Esta es la conclusión de la crónica que escribí sobre una niña peculiar, coleccionista de experiencias, historias, escenas y personas.
VI – El nuevo
mundo
Daniela expresa en su obsesión el temor más fatal del hombre, el de perecer. Cada vídeo
que graba, cada ocasión que documenta a través de un lente, es una
protesta definitiva ante aquello que es irreversible: morir. Por eso es fácil
creer que dentro de los artificios de los que ella se vale para escenificar sus
fantasías y deseos ocultos, en realidad su misión trasciende en cuanto su
búsqueda del placer perdura y se extiende por fuera del acto sexual.

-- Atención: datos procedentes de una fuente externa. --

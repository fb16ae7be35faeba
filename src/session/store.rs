//! Persisted session record and the key-value backends behind it.
//!
//! SYSTEM CONTEXT
//! ==============
//! The signed-in user is cached as JSON under a single `localStorage` key.
//! Reads fail soft: a missing or corrupt record means "signed out".

#[cfg(test)]
#[path = "store_test.rs"]
mod store_test;

use std::collections::HashMap;
use std::sync::{Arc, Mutex, PoisonError};

use crate::net::types::User;

/// Storage key holding the serialized [`User`].
pub const SESSION_KEY: &str = "user";

#[derive(Clone, Debug, PartialEq, Eq, thiserror::Error)]
pub enum StorageError {
    #[error("browser storage is not available")]
    Unavailable,
    #[error("storage write failed: {0}")]
    Write(String),
    #[error("could not serialize session: {0}")]
    Serialize(String),
}

/// Synchronous string key-value storage.
pub trait KeyValueStore: Send + Sync {
    fn get(&self, key: &str) -> Option<String>;
    /// # Errors
    ///
    /// Returns an error if the backend rejects the write.
    fn set(&self, key: &str, value: &str) -> Result<(), StorageError>;
    fn remove(&self, key: &str);
}

/// In-process store used by tests and non-browser builds.
#[derive(Debug, Default)]
pub struct MemoryStore {
    entries: Mutex<HashMap<String, String>>,
}

impl KeyValueStore for MemoryStore {
    fn get(&self, key: &str) -> Option<String> {
        self.entries
            .lock()
            .unwrap_or_else(PoisonError::into_inner)
            .get(key)
            .cloned()
    }

    fn set(&self, key: &str, value: &str) -> Result<(), StorageError> {
        self.entries
            .lock()
            .unwrap_or_else(PoisonError::into_inner)
            .insert(key.to_owned(), value.to_owned());
        Ok(())
    }

    fn remove(&self, key: &str) {
        self.entries
            .lock()
            .unwrap_or_else(PoisonError::into_inner)
            .remove(key);
    }
}

/// `window.localStorage`. Looked up on every call, so the handle itself
/// carries no browser state.
#[derive(Clone, Copy, Debug, Default)]
pub struct BrowserStore;

#[cfg(feature = "csr")]
fn local_storage() -> Option<web_sys::Storage> {
    web_sys::window().and_then(|w| w.local_storage().ok().flatten())
}

impl KeyValueStore for BrowserStore {
    fn get(&self, key: &str) -> Option<String> {
        #[cfg(feature = "csr")]
        {
            local_storage()?.get_item(key).ok().flatten()
        }
        #[cfg(not(feature = "csr"))]
        {
            let _ = key;
            None
        }
    }

    fn set(&self, key: &str, value: &str) -> Result<(), StorageError> {
        #[cfg(feature = "csr")]
        {
            let storage = local_storage().ok_or(StorageError::Unavailable)?;
            storage
                .set_item(key, value)
                .map_err(|e| StorageError::Write(format!("{e:?}")))
        }
        #[cfg(not(feature = "csr"))]
        {
            let _ = (key, value);
            Err(StorageError::Unavailable)
        }
    }

    fn remove(&self, key: &str) {
        #[cfg(feature = "csr")]
        {
            if let Some(storage) = local_storage() {
                let _ = storage.remove_item(key);
            }
        }
        #[cfg(not(feature = "csr"))]
        {
            let _ = key;
        }
    }
}

/// Reads and writes the session record through a [`KeyValueStore`].
#[derive(Clone)]
pub struct SessionStore {
    backend: Arc<dyn KeyValueStore>,
}

impl SessionStore {
    #[must_use]
    pub fn new(backend: Arc<dyn KeyValueStore>) -> Self {
        Self { backend }
    }

    /// Store backed by `localStorage`.
    #[must_use]
    pub fn browser() -> Self {
        Self::new(Arc::new(BrowserStore))
    }

    #[must_use]
    pub fn in_memory() -> Self {
        Self::new(Arc::new(MemoryStore::default()))
    }

    /// Persist `user`, replacing any previous record.
    ///
    /// # Errors
    ///
    /// Returns an error if the user cannot be serialized or the backend
    /// rejects the write.
    pub fn save(&self, user: &User) -> Result<(), StorageError> {
        let raw = serde_json::to_string(user).map_err(|e| StorageError::Serialize(e.to_string()))?;
        self.backend.set(SESSION_KEY, &raw)
    }

    /// The stored user, or `None` when absent or unreadable.
    #[must_use]
    pub fn load(&self) -> Option<User> {
        let raw = self.backend.get(SESSION_KEY)?;
        match serde_json::from_str(&raw) {
            Ok(user) => Some(user),
            Err(e) => {
                leptos::logging::warn!("ignoring unreadable session record: {e}");
                None
            }
        }
    }

    pub fn clear(&self) {
        self.backend.remove(SESSION_KEY);
    }
}

impl std::fmt::Debug for SessionStore {
    fn fmt(&self, f: &mut std::fmt::Formatter<'_>) -> std::fmt::Result {
        f.debug_struct("SessionStore").field("key", &SESSION_KEY).finish_non_exhaustive()
    }
}
//! Async actions that pair an API call with its effect on client state.

pub mod auth;
pub mod subscriptions;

Si ritual
tiene características sagradas, aunque totalmente subjetivas, haciendo de sus
pequeñas hazañas momentos de sacrificio personal para obtener permanencia a
través del tiempo.
Sin darse
cuenta, ella se mueve en una ambivalencia entre lo público y lo privado,
generando un mecanismo simbiótico en el que su cámara hace pública una práctica
privada, para luego hacer parte de una colección invisible que jamás será
develada a nadie. Esto deviene en un comportamiento que circunscribe el
voyerismo, el exhibicionismo que se suman en un propósito narcisista, con claros
delirios de grandeza poética. Cuando ella dice que el tiempo es dios, y que al
pasar a video su vida está en control sobre el tiempo, transgrede ante una
sociedad, límites de lo correcto, lo ético y lo moral en pos de su
egocentrismo.
Daniela se
encuentra todo el tiempo a sí misma caminando por un terreno baldío, en donde
solo se encuentra ella. Su obsesión cuestiona la fragilidad humana, la
maleabilidad mental de los individuos, y a través de ella supera lo real para
modificar su entorno el tiempo por medio de la transformación de la experiencia
en un contenido artificial. El objetivo es un extraño complejo de omnipresencia
y perduración por medio de herramientas inanimadas. Finalmente, esto se va
apoderando poco a poco del resto de su existencia, y hoy Daniela define su
función y el sentido de su vida a través de las imágenes que colecciona.